Despite making strides toward automation and self-service, many tickets still required customized support. With Zendesk’s skills-based routing, agents could easily direct Spanish-speaking parents to bilingual colleagues or redirect tough cases to the curbside assistance program.

“We’re so much more efficient with Zendesk,” Sanchez said. “We’re able to work with families over email or chat and then follow up with them on the phone. Being able to toggle between channels enables us to answer questions so much faster. We received a total of 8,700 tickets in August, solving the majority of them within the first 4–6 hours.”

What’s next for GCISD?

GCISD is kicking off the school year with a new synchronous approach that combines both virtual and in-person instruction. With students and teachers participating in classes from varied locations, tech support will remain in high demand.

To accommodate the anticipated surge, the team opened up a phone line that’s able to automatically convert calls and voicemails into tickets, leveraging Zendesk as an omnichannel solution. That kind of agility will allow GCISD’s support team to pivot when needed and level up its strategy going forward.
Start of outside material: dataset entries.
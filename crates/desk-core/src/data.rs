//! Static in-memory data store
//!
//! The agent roster, call history and dashboard metrics are generated once,
//! relative to a load-time clock, and never mutated afterwards.

use chrono::{DateTime, Duration, Utc};
use tracing::debug;

use crate::models::{
    Agent, AgentStatus, Call, CallDirection, CallMetrics, CallStatus, HourlyVolume,
};

/// Read-only store of mock dashboard data
#[derive(Debug, Clone)]
pub struct MockDataStore {
    agents: Vec<Agent>,
    calls: Vec<Call>,
    metrics: CallMetrics,
    loaded_at: DateTime<Utc>,
}

impl MockDataStore {
    /// Build the store with call timestamps offset from `now`
    pub fn seeded(now: DateTime<Utc>) -> Self {
        let agents = seed_agents();
        let calls = seed_calls(now);
        debug!("Seeded mock store with {} agents and {} calls", agents.len(), calls.len());

        Self {
            agents,
            calls,
            metrics: seed_metrics(),
            loaded_at: now,
        }
    }

    pub fn agents(&self) -> &[Agent] {
        &self.agents
    }

    pub fn calls(&self) -> &[Call] {
        &self.calls
    }

    pub fn metrics(&self) -> &CallMetrics {
        &self.metrics
    }

    pub fn loaded_at(&self) -> DateTime<Utc> {
        self.loaded_at
    }

    /// Calls that are active or waiting
    pub fn active_calls(&self) -> Vec<&Call> {
        self.calls.iter().filter(|c| c.status.is_live()).collect()
    }

    pub fn available_agent_count(&self) -> usize {
        self.agents
            .iter()
            .filter(|a| a.status == AgentStatus::Available)
            .count()
    }

    pub fn agent_by_id(&self, id: &str) -> Option<&Agent> {
        self.agents.iter().find(|a| a.id == id)
    }

    /// Resolve a call's free-text agent name against the roster
    pub fn agent_for_call(&self, call: &Call) -> Option<&Agent> {
        let name = call.agent.as_deref()?;
        self.agents.iter().find(|a| a.name == name)
    }

    /// Calls naming an agent that is not on the roster
    pub fn unlinked_calls(&self) -> Vec<&Call> {
        self.calls
            .iter()
            .filter(|c| c.agent.is_some() && self.agent_for_call(c).is_none())
            .collect()
    }
}

fn agent(id: &str, name: &str, status: AgentStatus, extension: &str, active: u32, total: u32) -> Agent {
    let email = format!("{}@example.com", name.to_lowercase().replace(' ', "."));
    let avatar = format!(
        "https://ui-avatars.com/api/?name={}&background=0D8ABC&color=fff",
        name.replace(' ', "+")
    );

    Agent {
        id: id.to_string(),
        name: name.to_string(),
        email,
        status,
        extension: extension.to_string(),
        active_calls: active,
        total_calls: total,
        avatar: Some(avatar),
    }
}

fn seed_agents() -> Vec<Agent> {
    vec![
        agent("1", "John Smith", AgentStatus::Available, "101", 0, 45),
        agent("2", "Sarah Johnson", AgentStatus::OnCall, "102", 1, 38),
        agent("3", "Michael Davis", AgentStatus::Break, "103", 0, 53),
        agent("4", "Emily Wilson", AgentStatus::Available, "104", 0, 32),
        agent("5", "Robert Brown", AgentStatus::Offline, "105", 0, 27),
    ]
}

struct CallSeed {
    caller: &'static str,
    number: &'static str,
    agent: Option<&'static str>,
    minutes_ago: i64,
    duration: Option<u32>,
    status: CallStatus,
    direction: CallDirection,
    notes: &'static str,
}

const CALL_SEEDS: [CallSeed; 8] = [
    CallSeed {
        caller: "Jane Cooper",
        number: "+1 (555) 123-4567",
        agent: Some("Sarah Johnson"),
        minutes_ago: 15,
        duration: None,
        status: CallStatus::Active,
        direction: CallDirection::Inbound,
        notes: "Customer inquiry about premium subscription plan",
    },
    CallSeed {
        caller: "Brooklyn Simmons",
        number: "+1 (555) 234-5678",
        agent: None,
        minutes_ago: 5,
        duration: None,
        status: CallStatus::Waiting,
        direction: CallDirection::Inbound,
        notes: "",
    },
    CallSeed {
        caller: "Leslie Alexander",
        number: "+1 (555) 345-6789",
        agent: Some("John Smith"),
        minutes_ago: 45,
        duration: Some(173),
        status: CallStatus::Ended,
        direction: CallDirection::Inbound,
        notes: "Technical support for login issues",
    },
    CallSeed {
        caller: "Dianne Russell",
        number: "+1 (555) 456-7890",
        agent: Some("Emily Wilson"),
        minutes_ago: 120,
        duration: Some(62),
        status: CallStatus::Ended,
        direction: CallDirection::Outbound,
        notes: "Follow-up on previous inquiry",
    },
    CallSeed {
        caller: "Cameron Williamson",
        number: "+1 (555) 567-8901",
        agent: Some("Michael Davis"),
        minutes_ago: 180,
        duration: Some(0),
        status: CallStatus::Missed,
        direction: CallDirection::Inbound,
        notes: "",
    },
    CallSeed {
        caller: "Guy Hawkins",
        number: "+1 (555) 678-9012",
        agent: Some("Robert Brown"),
        minutes_ago: 240,
        duration: Some(315),
        status: CallStatus::Ended,
        direction: CallDirection::Inbound,
        notes: "Billing question",
    },
    CallSeed {
        caller: "Kristin Watson",
        number: "+1 (555) 789-0123",
        agent: Some("John Smith"),
        minutes_ago: 300,
        duration: Some(247),
        status: CallStatus::Ended,
        direction: CallDirection::Inbound,
        notes: "Service upgrade inquiry",
    },
    CallSeed {
        caller: "Cody Fisher",
        number: "+1 (555) 890-1234",
        agent: Some("Sarah Johnson"),
        minutes_ago: 360,
        duration: Some(183),
        status: CallStatus::Ended,
        direction: CallDirection::Outbound,
        notes: "Scheduled call for account review",
    },
];

fn seed_calls(now: DateTime<Utc>) -> Vec<Call> {
    CALL_SEEDS
        .iter()
        .enumerate()
        .map(|(i, seed)| Call {
            id: (i + 1).to_string(),
            caller: seed.caller.to_string(),
            caller_number: seed.number.to_string(),
            agent: seed.agent.map(str::to_string),
            timestamp: now - Duration::minutes(seed.minutes_ago),
            duration: seed.duration,
            status: seed.status,
            direction: seed.direction,
            notes: (!seed.notes.is_empty()).then(|| seed.notes.to_string()),
        })
        .collect()
}

fn seed_metrics() -> CallMetrics {
    let hourly = [(9, 5), (10, 8), (11, 12), (12, 7), (13, 4), (14, 6), (15, 5)];

    CallMetrics {
        total_calls: 47,
        answered_calls: 42,
        missed_calls: 5,
        avg_wait_time: 28,
        avg_call_duration: 195,
        calls_per_hour: hourly
            .iter()
            .map(|&(hour, count)| HourlyVolume { hour, count })
            .collect(),
    }
}

#[cfg(test)]
mod tests {
    use super::*;

    #[test]
    fn test_seeded_store_shape() {
        let now = Utc::now();
        let store = MockDataStore::seeded(now);

        assert_eq!(store.agents().len(), 5);
        assert_eq!(store.calls().len(), 8);
        assert_eq!(store.loaded_at(), now);
        assert_eq!(store.calls()[0].timestamp, now - Duration::minutes(15));
        assert_eq!(store.agents()[1].email, "sarah.johnson@example.com");
        assert_eq!(store.metrics().calls_per_hour.len(), 7);
    }

    #[test]
    fn test_seeded_calls_respect_duration_invariant() {
        let store = MockDataStore::seeded(Utc::now());
        for call in store.calls() {
            call.validate().expect("seed call violates invariant");
        }
    }

    #[test]
    fn test_dashboard_counters() {
        let store = MockDataStore::seeded(Utc::now());
        let active: Vec<&str> = store.active_calls().iter().map(|c| c.id.as_str()).collect();
        assert_eq!(active, vec!["1", "2"]);
        assert_eq!(store.available_agent_count(), 2);
    }

    #[test]
    fn test_agent_name_resolution() {
        let store = MockDataStore::seeded(Utc::now());
        let first = &store.calls()[0];
        assert_eq!(store.agent_for_call(first).map(|a| a.id.as_str()), Some("2"));

        let waiting = &store.calls()[1];
        assert!(store.agent_for_call(waiting).is_none());
        assert!(store.unlinked_calls().is_empty());
        assert_eq!(store.agent_by_id("5").map(|a| a.name.as_str()), Some("Robert Brown"));
    }
}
The team has also recently built upon the way it routes tickets. It starts every conversation by asking if the child is learning at school or at home, enabling the team to quickly determine the type of support needed and save time by immediately routing the ticket where it needs to go.

Using Zendesk’s scheduling tool, Sanchez and her team can monitor when and where technicians are needed for in-person repairs. That has an added advantage in the era of COVID-19. Administrators will be able to use the tool to supplement contact tracing efforts, pinpointing exactly who may have been exposed to the virus and for what length of time.

Today, GCISD feels more prepared for what’s to come.

“As we navigate this new normal, we envision expanding our team’s use of Zendesk. We hope to hire more help desk technicians and technical writers to keep our Guide up-to-date. Even our instructional design team has started using Zendesk,” Sanchez said. “We’ll also focus on introducing new tools to continue boosting our efficiency, which I hope will have a positive impact on our agents’ work-life balance.”